If you're stuck wondering exactly what should you workout with shoulders, stop guessing. Here's a real-world guide to pairing muscle groups for maximum growth.

Why That Pro Bulking Program Bodybuilding Plan Keeps You Skinny
Wondering why you aren't growing? Running a pro bulking program bodybuilding routine might be burning off your caloric surplus. Here is how to fix it.

How Anatomy and Bodybuilding Books Ruined My First Split
Staring at a muscle chart won't make you huge. Here is why overcomplicating anatomy and bodybuilding ruins garage gym gains, and how to fix your split.
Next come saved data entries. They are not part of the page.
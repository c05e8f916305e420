//! In-memory document store with per-document change fan-out.
//!
//! Serves offline use and the integration suites: two engines sharing one
//! `MemoryStore` behave like two tabs on one hosted row. Each document gets
//! its own broadcast channel so feeds are isolated between documents.

use std::collections::HashMap;
use std::sync::atomic::{AtomicU64, Ordering};
use std::sync::Arc;

use async_trait::async_trait;
use tokio::sync::{broadcast, mpsc, RwLock};
use uuid::Uuid;

use syncpad_core::{Document, DocumentChange, DocumentId, DocumentPatch};

use super::{ChangeFeed, DocumentStore, StoreError};

/// Operation counters, for monitoring and for asserting write behavior in
/// tests. Tracked via atomics so the hot paths never take an extra lock.
#[derive(Debug, Clone, Default, PartialEq, Eq)]
pub struct StoreStats {
    pub fetches: u64,
    pub inserts: u64,
    pub updates: u64,
    pub deletes: u64,
}

#[derive(Default)]
struct AtomicStoreStats {
    fetches: AtomicU64,
    inserts: AtomicU64,
    updates: AtomicU64,
    deletes: AtomicU64,
}

/// In-memory store backend.
pub struct MemoryStore {
    rows: RwLock<HashMap<DocumentId, Document>>,
    feeds: RwLock<HashMap<DocumentId, broadcast::Sender<DocumentChange>>>,
    feed_capacity: usize,
    stats: Arc<AtomicStoreStats>,
}

impl MemoryStore {
    pub fn new() -> Self {
        Self::with_capacity(64)
    }

    /// `feed_capacity` bounds how many snapshots a slow subscriber may lag
    /// behind before older ones are dropped.
    pub fn with_capacity(feed_capacity: usize) -> Self {
        Self {
            rows: RwLock::new(HashMap::new()),
            feeds: RwLock::new(HashMap::new()),
            feed_capacity,
            stats: Arc::new(AtomicStoreStats::default()),
        }
    }

    /// Snapshot of the operation counters.
    pub fn stats(&self) -> StoreStats {
        StoreStats {
            fetches: self.stats.fetches.load(Ordering::Relaxed),
            inserts: self.stats.inserts.load(Ordering::Relaxed),
            updates: self.stats.updates.load(Ordering::Relaxed),
            deletes: self.stats.deletes.load(Ordering::Relaxed),
        }
    }

    /// Number of stored documents.
    pub async fn len(&self) -> usize {
        self.rows.read().await.len()
    }

    pub async fn is_empty(&self) -> bool {
        self.rows.read().await.is_empty()
    }

    /// Get or create the fan-out channel for one document.
    async fn feed_sender(&self, id: &DocumentId) -> broadcast::Sender<DocumentChange> {
        {
            let feeds = self.feeds.read().await;
            if let Some(tx) = feeds.get(id) {
                return tx.clone();
            }
        }

        let mut feeds = self.feeds.write().await;
        // Double-check after acquiring the write lock.
        if let Some(tx) = feeds.get(id) {
            return tx.clone();
        }
        let (tx, _) = broadcast::channel(self.feed_capacity);
        feeds.insert(id.clone(), tx.clone());
        tx
    }

    /// Publish the committed row to subscribers, if any.
    async fn notify(&self, doc: &Document) {
        let feeds = self.feeds.read().await;
        if let Some(tx) = feeds.get(&doc.id) {
            // No receivers is fine; the send result only counts them.
            let _ = tx.send(DocumentChange::from(doc));
        }
    }
}

impl Default for MemoryStore {
    fn default() -> Self {
        Self::new()
    }
}

#[async_trait]
impl DocumentStore for MemoryStore {
    async fn fetch(&self, id: &DocumentId) -> Result<Document, StoreError> {
        self.stats.fetches.fetch_add(1, Ordering::Relaxed);
        let rows = self.rows.read().await;
        rows.get(id)
            .cloned()
            .ok_or_else(|| StoreError::NotFound(id.clone()))
    }

    async fn create(&self, doc: &Document) -> Result<(), StoreError> {
        let mut rows = self.rows.write().await;
        if rows.contains_key(&doc.id) {
            return Err(StoreError::WriteFailed(format!(
                "duplicate document id: {}",
                doc.id
            )));
        }
        rows.insert(doc.id.clone(), doc.clone());
        self.stats.inserts.fetch_add(1, Ordering::Relaxed);
        Ok(())
    }

    async fn update(&self, id: &DocumentId, patch: DocumentPatch) -> Result<(), StoreError> {
        let committed = {
            let mut rows = self.rows.write().await;
            let doc = rows
                .get_mut(id)
                .ok_or_else(|| StoreError::NotFound(id.clone()))?;
            patch.apply_to(doc);
            doc.clone()
        };
        self.stats.updates.fetch_add(1, Ordering::Relaxed);
        self.notify(&committed).await;
        Ok(())
    }

    async fn delete(&self, id: &DocumentId) -> Result<(), StoreError> {
        let mut rows = self.rows.write().await;
        if rows.remove(id).is_none() {
            return Err(StoreError::NotFound(id.clone()));
        }
        self.stats.deletes.fetch_add(1, Ordering::Relaxed);
        drop(rows);

        // Dropping the sender closes every subscriber's feed.
        self.feeds.write().await.remove(id);
        Ok(())
    }

    async fn list_owned(&self, owner_id: Uuid) -> Result<Vec<Document>, StoreError> {
        let rows = self.rows.read().await;
        let mut owned: Vec<Document> = rows
            .values()
            .filter(|d| d.owner_id == owner_id)
            .cloned()
            .collect();
        owned.sort_by(|a, b| b.created_at.cmp(&a.created_at));
        Ok(owned)
    }

    async fn subscribe(&self, id: &DocumentId) -> Result<ChangeFeed, StoreError> {
        let mut feed_rx = self.feed_sender(id).await.subscribe();
        let (tx, rx) = mpsc::channel(self.feed_capacity);
        let id = id.clone();

        let pump = tokio::spawn(async move {
            loop {
                match feed_rx.recv().await {
                    Ok(change) => {
                        if tx.send(change).await.is_err() {
                            break;
                        }
                    }
                    Err(broadcast::error::RecvError::Lagged(n)) => {
                        // Each snapshot carries the full row, so skipping
                        // stale ones is safe.
                        log::warn!("feed for {id} lagged by {n} snapshots");
                    }
                    Err(broadcast::error::RecvError::Closed) => break,
                }
            }
        });

        Ok(ChangeFeed::new(rx, Some(pump)))
    }
}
The Chest-and-Back Workout for Muscle Mass I Swear By
Pairing opposing muscle groups is a remarkably good workout to build muscle. Here is my go-to chest and back workout for muscle mass in a home garage gym.

Rear Delt Fly vs Lateral Raise: Which Builds Wider Shoulders?
Confused by the rear delt fly vs lateral raise? I break down exactly how these two dumbbell movements differ and which one actually builds wider shoulders.

I Ditched the 7-Day Bodybuilder Week Workout Plan for a Rolling Split
Trying to force a rigid 7-day schedule usually ends in missed days. Here is why switching to a rolling bodybuilder week workout plan actually builds more mass.

I Halved My Exercises Per Body Part and Finally Saw Gains
Piling on five different movements for your chest won't make it grow faster. Here is why doing fewer exercises per body part is the real secret to gains.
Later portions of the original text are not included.